Storage. There’s something wrong with Kevin’s storage
When we add storage services like EBS, the road gets long and windy indeed. Here Thorsten writes about Elastic Block Storage (EBS).
#2: EC2 EBS block storage devices have quite peculiar performance characteristics (that are not universally liked…) both for regular I/O as well as for snapshots. It would seem rather crazy to try to duplicate those characteristics and not benefit from improvements that are possible in a smaller purpose-built private cloud. But by doing so the operating procedures for deployments may change rapidly making the notion of “compatibility” questionable. Put differently, should one retain compatibility if compatibility is worse?
Thorsten is being too kind to EBS. For many workloads, particularly traditional SQL databases, you can’t depend on EBS delivering consistent performance. So Amazon users have learned to do all kinds of architectural gymnastics to get stable, predictable storage performance to an application.

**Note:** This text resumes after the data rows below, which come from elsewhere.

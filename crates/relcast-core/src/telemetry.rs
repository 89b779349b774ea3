//! Tracing initialisation for the relcast binary.
//!
//! Call [`init_tracing`] once at program start. Later calls are ignored,
//! since the global subscriber can only be set once per process.

use tracing::Level;
use tracing_subscriber::layer::SubscriberExt;
use tracing_subscriber::util::SubscriberInitExt;
use tracing_subscriber::{fmt, EnvFilter};

/// Initialise the global tracing subscriber.
///
/// * `json`: emit newline-delimited JSON log lines.
/// * `level`: default verbosity when `RUST_LOG` is not set.
///
/// Logs go to stderr so stdout stays clean for command output.
pub fn init_tracing(json: bool, level: Level) {
    let env_filter =
        EnvFilter::try_from_default_env().unwrap_or_else(|_| EnvFilter::new(level.as_str()));

    if json {
        tracing_subscriber::registry()
            .with(env_filter)
            .with(
                fmt::layer()
                    .with_target(false)
                    .with_writer(std::io::stderr)
                    .json(),
            )
            .try_init()
            .ok();
    } else {
        tracing_subscriber::registry()
            .with(env_filter)
            .with(fmt::layer().with_target(false).with_writer(std::io::stderr))
            .try_init()
            .ok();
    }
}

In other words, developer’s fixed the issue through writing new code. This option is often not available to private cloud users, users of commercial applications and platforms, and people with a life outside work. Also, it requires even more meetings.
But why would one re-write an app when self-administered root canals are so much more pleasant? And if the private cloud has an EMC or NetApp storage system with service levels, back up, dedup, etc that provides stable, predictable IO? Why no just use that?
The answer is we would, but that’s change in the deployment so API compatibility matters less.
Zoning out at the speed of light
There are other issues such as how workloads work in zones and datacenter in Amazon. For example, if one wants to run the same instance in both the Virginia datacenter and the EU-region datacenter, it’s necessary to copy the template image (AMI) between these sites.
Two issues arise. First, you now have to keep the same image synchronized. This is an error-prone pain. Literal quote from a meeting: “Has any one seen my image?” Ok. So automation, like what Cisco provides can help with this.
The second is tougher as it involves speed of light issues. A year ago, moving a 6 Gigabyte image between the US and EU was a three day process. First, it took 6 hours (a workday) to move the parts. Any corruption or failure required re-starting the process the next day. I’ve spent many an hour counting file parts to ensure they all made it through the atlantic safe and sound.
This means that we had to build a three day buffer on deploying a new image to all the Amazon Datacenters. This is but one example of the operational changes that technology enables and disables. If the transfer only takes a minute, my operational model would be different.
API compatibility is not going to solve that operational problems and it doesn’t get you as much as you would think. But it’s still important. Cloud is complex enough and any simplifcation and standardization can mean the difference between a succesful project and a failure. Compatibility can also get you a richer ecosystem of tools.